CHUKA Umunna, the shadow trade secretary of whom newspaper columnists say things like “I would, just sayin'”, tagged along with Labour leader Ed Miliband for a tour of Camden Town this morning. They were there to promise frozen business rates and energy bills.
As they passed Bar Vinyl in Inverness Street, Chuka, being the designated cool one who has the extra burden of showing us that politics can be young and hip and Obamary, asked Miliband and one of his aides: ‘Do you know who DJs out of there?’
When the inevitable non-plussed look came back from his leader, Chuka explained: ‘Paul Trouble Anderson, Paul Trouble Anderson DJs out of there’.
Of course, everybody will be aware of Anderson’s work, the house and garage DJ loved for two decades in dance music circles, amazing remixes for Azuli Records? Yeah? Sure you do. Chuka, obviously, can’t resist a relentless four-four beat.
Miliband joked with a deference to his music-loving colleague that made clear he had not the foggiest clue who Chuka was talking about: ‘Oh yes, I liked their early stuff but not after they fell out over artistic differences’.
He was in relaxed mood, maybe because he was on home turf, certainly comfortable enough to say without flinching that Labour still supported HS2 in one of the neighbourhoods that will be worst affected if the rail link gets built. The national interest comes first, he insisted with a certain amount of bullishness. He was just 100 yards from where the famous Camden Lock bridge will be dismantled when work gets going.

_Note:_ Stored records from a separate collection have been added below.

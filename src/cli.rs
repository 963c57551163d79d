//! CLI argument parsing module for depsight

use crate::registry::{DEFAULT_CREDENTIALS_ENV, DEFAULT_SOURCE_TIMEOUT};
use crate::update::{CheckOptions, UpdateFilter, DEFAULT_CONCURRENCY};
use clap::{ArgAction, Args, Parser, Subcommand};
use std::path::{Path, PathBuf};
use std::time::Duration;

/// Parse a timeout: plain seconds, `Ns`, or `Nms`
fn parse_timeout(s: &str) -> Result<Duration, String> {
    let s = s.trim();
    if s.is_empty() {
        return Err("empty timeout".to_string());
    }

    let (num_str, millis) = if let Some(n) = s.strip_suffix("ms") {
        (n, true)
    } else if let Some(n) = s.strip_suffix('s') {
        (n, false)
    } else {
        (s, false)
    };

    let num: u64 = num_str
        .parse()
        .map_err(|_| format!("invalid number in timeout: {}", num_str))?;
    if num == 0 {
        return Err("timeout must be greater than zero".to_string());
    }

    Ok(if millis {
        Duration::from_millis(num)
    } else {
        Duration::from_secs(num)
    })
}

/// NuGet dependency scanner, checker and updater
#[derive(Parser, Debug, Clone)]
#[command(
    name = "depsight",
    version,
    about = "Inventory, check and update NuGet package references"
)]
pub struct CliArgs {
    #[command(subcommand)]
    pub command: Command,

    /// Enable verbose output (debug logging)
    #[arg(long, global = true)]
    pub verbose: bool,

    /// Enable quiet mode - minimal output
    #[arg(short, long, global = true)]
    pub quiet: bool,

    /// Output results in JSON format
    #[arg(long, global = true)]
    pub json: bool,
}

#[derive(Subcommand, Debug, Clone)]
pub enum Command {
    /// List projects, parameter files and package references
    Scan {
        /// Root directory (default: current directory)
        #[arg(default_value = ".")]
        path: PathBuf,
    },

    /// Scan, then look up the latest version of every package
    Check {
        /// Root directory (default: current directory)
        #[arg(default_value = ".")]
        path: PathBuf,

        /// Look up one package and list every source's answer
        #[arg(long, value_name = "NAME")]
        package: Option<String>,

        #[command(flatten)]
        registry: RegistryArgs,
    },

    /// Scan, check, then pin outdated packages to their latest version
    Update {
        /// Root directory (default: current directory)
        #[arg(default_value = ".")]
        path: PathBuf,

        /// Show what would be updated without making changes
        #[arg(short = 'n', long)]
        dry_run: bool,

        #[command(flatten)]
        registry: RegistryArgs,
    },
}

/// Options shared by commands that query registries
#[derive(Args, Debug, Clone)]
pub struct RegistryArgs {
    /// Consider prerelease versions
    #[arg(long)]
    pub prerelease: bool,

    /// Only these packages (can be specified multiple times)
    #[arg(long, action = ArgAction::Append)]
    pub only: Vec<String>,

    /// Skip these packages (can be specified multiple times)
    #[arg(long, action = ArgAction::Append)]
    pub exclude: Vec<String>,

    /// Packages looked up at once
    #[arg(long, default_value_t = DEFAULT_CONCURRENCY)]
    pub concurrency: usize,

    /// Deadline for one source lookup (e.g. 5, 10s, 500ms)
    #[arg(long, value_parser = parse_timeout, default_value = "5")]
    pub timeout: Duration,

    /// Environment variable holding the feed credential JSON
    #[arg(long, value_name = "VAR", default_value = DEFAULT_CREDENTIALS_ENV)]
    pub credentials_env: String,
}

impl Default for RegistryArgs {
    fn default() -> Self {
        Self {
            prerelease: false,
            only: Vec::new(),
            exclude: Vec::new(),
            concurrency: DEFAULT_CONCURRENCY,
            timeout: DEFAULT_SOURCE_TIMEOUT,
            credentials_env: DEFAULT_CREDENTIALS_ENV.to_string(),
        }
    }
}

impl RegistryArgs {
    /// Package filter from `--only` / `--exclude`
    pub fn filter(&self) -> UpdateFilter {
        UpdateFilter::new()
            .with_only(self.only.clone())
            .with_exclude(self.exclude.clone())
    }

    /// Check options from these arguments
    pub fn check_options(&self) -> CheckOptions {
        CheckOptions::default()
            .with_prerelease(self.prerelease)
            .with_concurrency(self.concurrency)
            .with_filter(self.filter())
    }
}

impl CliArgs {
    /// Root directory of the selected command
    pub fn path(&self) -> &Path {
        match &self.command {
            Command::Scan { path } | Command::Check { path, .. } | Command::Update { path, .. } => {
                path
            }
        }
    }

    /// Registry options, if the command queries registries
    pub fn registry(&self) -> Option<&RegistryArgs> {
        match &self.command {
            Command::Scan { .. } => None,
            Command::Check { registry, .. } | Command::Update { registry, .. } => Some(registry),
        }
    }

    /// Check if this is an update in dry-run mode
    pub fn is_dry_run(&self) -> bool {
        matches!(self.command, Command::Update { dry_run: true, .. })
    }

    /// Check if progress output should be shown
    pub fn show_progress(&self) -> bool {
        !self.quiet && !self.json
    }
}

As he talked to a newsagent earlier in his NW1 tour of usefully fed-up traders, a builder just in the shop trying to sort out a letter suddenly raised his head and said: “Oooh, you’re the one who darked his brother up. I mean darked in a good way.” There is a good picture of this moment tweeted HERE. The same heckler then looked at Miliband’s press guy Tom Baldwin and said: You look legal, can you help me out with my paperwork. A guffaw erupted from Miliband as Baldwin gave a kindly glance across the builder’s letters.
In times gone by, Miliband – or any big name politician from any party, for that matter – would have been ushered away from a scene like that, slid away from the cameras to avoid embarrassment. Some of our most senior politicians are often still winched to safety in an over-the-top rush. Miliband, however, didn’t seem to bat an eyelid that the immediate association made with him, by a random passer-by, had been his joust with his own brother for the party leadership.
Instead, he turned the situation around by spending ten minutes with the guy, talking about the lack of security in the building trade, showing what seemed genuine concern. They ended up shaking hands, although not before his new pal had warned him not to expect a slew of votes from the encounter. “Nobody in our trade votes,” he explained. “They don’t see the point.”